Work instructions
Among the records below, find the lines with the word "TextFrame" and copy them.

--- Exercise input Enclosed Below ---

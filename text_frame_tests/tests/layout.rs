// Copyright 2026 the Text Frame Authors
// SPDX-License-Identifier: Apache-2.0 OR MIT

//! Frames built from Parley layouts with the bundled test font.

use std::borrow::Cow;

use parley::style::{FontFamily, FontStack, StyleProperty};
use text_frame::kurbo::{Affine, Shape as _, Size};
use text_frame::peniko::Color;
use text_frame::renderers::raster::{Bitmap, ImageFormat, RasterSurface};
use text_frame::{
    DrawParams, FrameLayouter, FrameOptions, Shadow, Surface as _, TextBrush, TextFrame,
};

use crate::util::{check_snapshot, column, is_partial, layouter, samples, DEFAULT_FONT_NAME};

const ORIGIN: (f64, f64) = (1.5, -0.25);

fn build_sized(
    layouter: &mut FrameLayouter,
    text: &str,
    font_size: f32,
    brush: TextBrush,
    options: &FrameOptions,
) -> TextFrame {
    let styles = [
        StyleProperty::FontStack(FontStack::Single(FontFamily::Named(Cow::Borrowed(
            DEFAULT_FONT_NAME,
        )))),
        StyleProperty::FontSize(font_size),
        StyleProperty::Brush(brush.clone()),
        StyleProperty::Underline(true),
        StyleProperty::UnderlineBrush(Some(brush)),
    ];
    layouter.build(text, &styles, &[], options).unwrap()
}

fn build(
    layouter: &mut FrameLayouter,
    text: &str,
    brush: TextBrush,
    options: &FrameOptions,
) -> TextFrame {
    build_sized(layouter, text, 16.0, brush, options)
}

/// An underlined "L" on a red background, followed by a space so that the run extends past
/// the glyph.
fn underlined_l(layouter: &mut FrameLayouter, options: &FrameOptions) -> TextFrame {
    let brush = TextBrush::solid(Color::BLACK).with_background(samples::RED);
    build_sized(layouter, "L ", 18.25, brush, options)
}

/// Draws at 2x into a surface translated by `(-1, 1)`, like a caller that moved the context
/// before handing it over.
fn draw_translated(frame: &TextFrame, pixel_align_baselines: bool) -> Bitmap {
    let bounds = frame.layout_bounds();
    let size = Size::new((bounds.x1 + 2.0).ceil(), (bounds.y1 + 2.0).ceil());
    let mut surface = RasterSurface::new(size, 2.0, ImageFormat::RGB8).unwrap();
    surface.concat_transform(Affine::translate((-1.0, 1.0)));
    let params = DrawParams::at(ORIGIN).with_pixel_alignment(pixel_align_baselines);
    frame.draw(&mut surface, &params).unwrap();
    surface.finish()
}

/// A device column that crosses the background and the underline of the first run but none
/// of its glyphs, for a frame drawn by [`draw_translated`].
#[expect(
    clippy::cast_possible_truncation,
    reason = "device columns are small and non-negative"
)]
fn glyph_free_column(frame: &TextFrame) -> u32 {
    let run = &frame.lines()[0].runs[0];
    let glyphs_x1 = run
        .glyphs
        .iter()
        .map(|glyph| glyph.path.bounding_box().x1)
        .fold(run.x0, f64::max);
    let to_device = |x: f64| 2.0 * (ORIGIN.0 + frame.scale_factor() * x - 1.0);
    let first = to_device(glyphs_x1).ceil();
    assert!(
        first + 1.0 <= to_device(run.x1).floor(),
        "the run extends at least one pixel past its glyphs"
    );
    first as u32
}

/// The red and green channels of `x`: red shows the underline against the red background,
/// green shows the background against white.
fn edges(bitmap: &Bitmap, x: u32) -> Vec<u8> {
    let mut values = column(bitmap, x, 0);
    values.extend(column(bitmap, x, 1));
    values
}

#[test]
fn layout_apple_has_glyphs_and_underline() {
    let mut layouter = layouter();
    let frame = build(
        &mut layouter,
        "Apple",
        TextBrush::solid(Color::BLACK),
        &FrameOptions::default(),
    );

    let run = &frame.lines()[0].runs[0];
    assert_eq!(run.glyphs.len(), 5);
    let underline = run.underline.expect("underline requested");
    assert!(underline.offset > 0.0, "underline sits below the baseline");
    assert!(frame.layout_bounds().width() > 0.0, "bounds cover the text");
}

#[test]
fn layout_shrinks_to_fit() {
    let mut layouter = layouter();
    let natural = build(
        &mut layouter,
        "Apple Apple",
        TextBrush::default(),
        &FrameOptions::default(),
    );
    let width = natural.layout_bounds().width() * 0.75;
    let options = FrameOptions {
        min_text_scale_factor: 0.5,
        ..FrameOptions::with_size((width, 100.0))
    };
    let shrunk = build(&mut layouter, "Apple Apple", TextBrush::default(), &options);

    assert_eq!(shrunk.lines().len(), 1, "shrinking avoids a line break");
    assert!(
        (0.5..1.0).contains(&shrunk.scale_factor()),
        "scale factor {}",
        shrunk.scale_factor()
    );
    assert!(shrunk.layout_bounds().width() <= width + 0.01, "fits the container");
}

#[test]
fn layout_breaks_when_shrinking_is_not_enough() {
    let mut layouter = layouter();
    let natural = build(
        &mut layouter,
        "Apple Apple",
        TextBrush::default(),
        &FrameOptions::default(),
    );
    let width = natural.layout_bounds().width() * 0.6;
    let options = FrameOptions {
        min_text_scale_factor: 0.9,
        ..FrameOptions::with_size((width, 100.0))
    };
    let frame = build(&mut layouter, "Apple Apple", TextBrush::default(), &options);

    assert_eq!(frame.scale_factor(), 0.9);
    assert_eq!(frame.lines().len(), 2);
}

#[test]
fn layout_baselines_snap_to_display_pixels() {
    let mut layouter = layouter();
    let options = FrameOptions {
        display_scale: Some(3.0),
        ..FrameOptions::with_size((40.0, 200.0))
    };
    let frame = build(
        &mut layouter,
        "Apple Apple Apple",
        TextBrush::default(),
        &options,
    );

    assert_eq!(frame.display_scale(), Some(3.0));
    for line in frame.lines() {
        let pixels = line.baseline * 3.0;
        assert!((pixels - pixels.round()).abs() < 1e-6, "baseline {}", line.baseline);
    }
}

#[test]
fn layout_brush_carries_background_and_shadow() {
    let mut layouter = layouter();
    let shadow = Shadow::new((1.0, 1.0), 2.0, Color::BLACK);
    let brush = TextBrush::solid(Color::BLACK)
        .with_background(samples::RED)
        .with_shadow(shadow);
    let frame = build(&mut layouter, "Apple", brush, &FrameOptions::default());

    let run = &frame.lines()[0].runs[0];
    assert_eq!(run.background, Some(samples::RED));
    assert_eq!(run.shadow, Some(shadow));
}

#[test]
fn layout_underline_is_pixel_aligned() {
    let mut layouter = layouter();
    let frame = underlined_l(&mut layouter, &FrameOptions::default());
    let bitmap = draw_translated(&frame, true);
    let values = edges(&bitmap, glyph_free_column(&frame));

    assert!(
        values.iter().all(|v| !is_partial(*v)),
        "every row is fully covered or untouched: {values:?}"
    );
    assert!(values.contains(&0), "underline is visible");
    check_snapshot(crate::test_name!(), &bitmap);
}

#[test]
fn layout_underline_unaligned_has_partial_rows() {
    let mut layouter = layouter();
    let frame = underlined_l(&mut layouter, &FrameOptions::default());
    let bitmap = draw_translated(&frame, false);
    let values = edges(&bitmap, glyph_free_column(&frame));

    assert!(
        values.iter().any(|v| is_partial(*v)),
        "fractional edges leave partially covered rows: {values:?}"
    );
}

/// Shrinks the underlined "L" to half its width through the minimum text scale factor.
fn shrunk_underlined_l(layouter: &mut FrameLayouter) -> TextFrame {
    let natural = underlined_l(layouter, &FrameOptions::default());
    let options = FrameOptions {
        min_text_scale_factor: 0.1,
        ..FrameOptions::with_size((natural.layout_bounds().width() / 2.0, 1000.0))
    };
    underlined_l(layouter, &options)
}

#[test]
fn layout_underline_is_pixel_aligned_when_shrunk() {
    let mut layouter = layouter();
    let frame = shrunk_underlined_l(&mut layouter);
    assert!(
        frame.scale_factor() < 1.0 && frame.scale_factor() >= 0.1,
        "frame is shrunk, scale factor {}",
        frame.scale_factor()
    );
    assert_eq!(frame.lines().len(), 1, "shrinking avoids a line break");

    let bitmap = draw_translated(&frame, true);
    let values = edges(&bitmap, glyph_free_column(&frame));

    assert!(
        values.iter().all(|v| !is_partial(*v)),
        "every row is fully covered or untouched: {values:?}"
    );
    assert!(values.contains(&0), "underline is visible");
    check_snapshot(crate::test_name!(), &bitmap);
}

#[test]
fn layout_underline_unaligned_when_shrunk_has_partial_rows() {
    let mut layouter = layouter();
    let frame = shrunk_underlined_l(&mut layouter);
    let bitmap = draw_translated(&frame, false);
    let values = edges(&bitmap, glyph_free_column(&frame));

    assert!(
        values.iter().any(|v| is_partial(*v)),
        "fractional edges leave partially covered rows: {values:?}"
    );
}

--- End of Enclosed Exercise input ---

Response area
    DrawParams, FrameLayouter, FrameOptions, Shadow, Surface as _, TextBrush, TextFrame,
) -> TextFrame {
) -> TextFrame {
fn underlined_l(layouter: &mut FrameLayouter, options: &FrameOptions) -> TextFrame {
fn draw_translated(frame: &TextFrame, pixel_align_baselines: bool) -> Bitmap {
fn glyph_free_column(frame: &TextFrame) -> u32 {
fn shrunk_underlined_l(layouter: &mut FrameLayouter) -> TextFrame {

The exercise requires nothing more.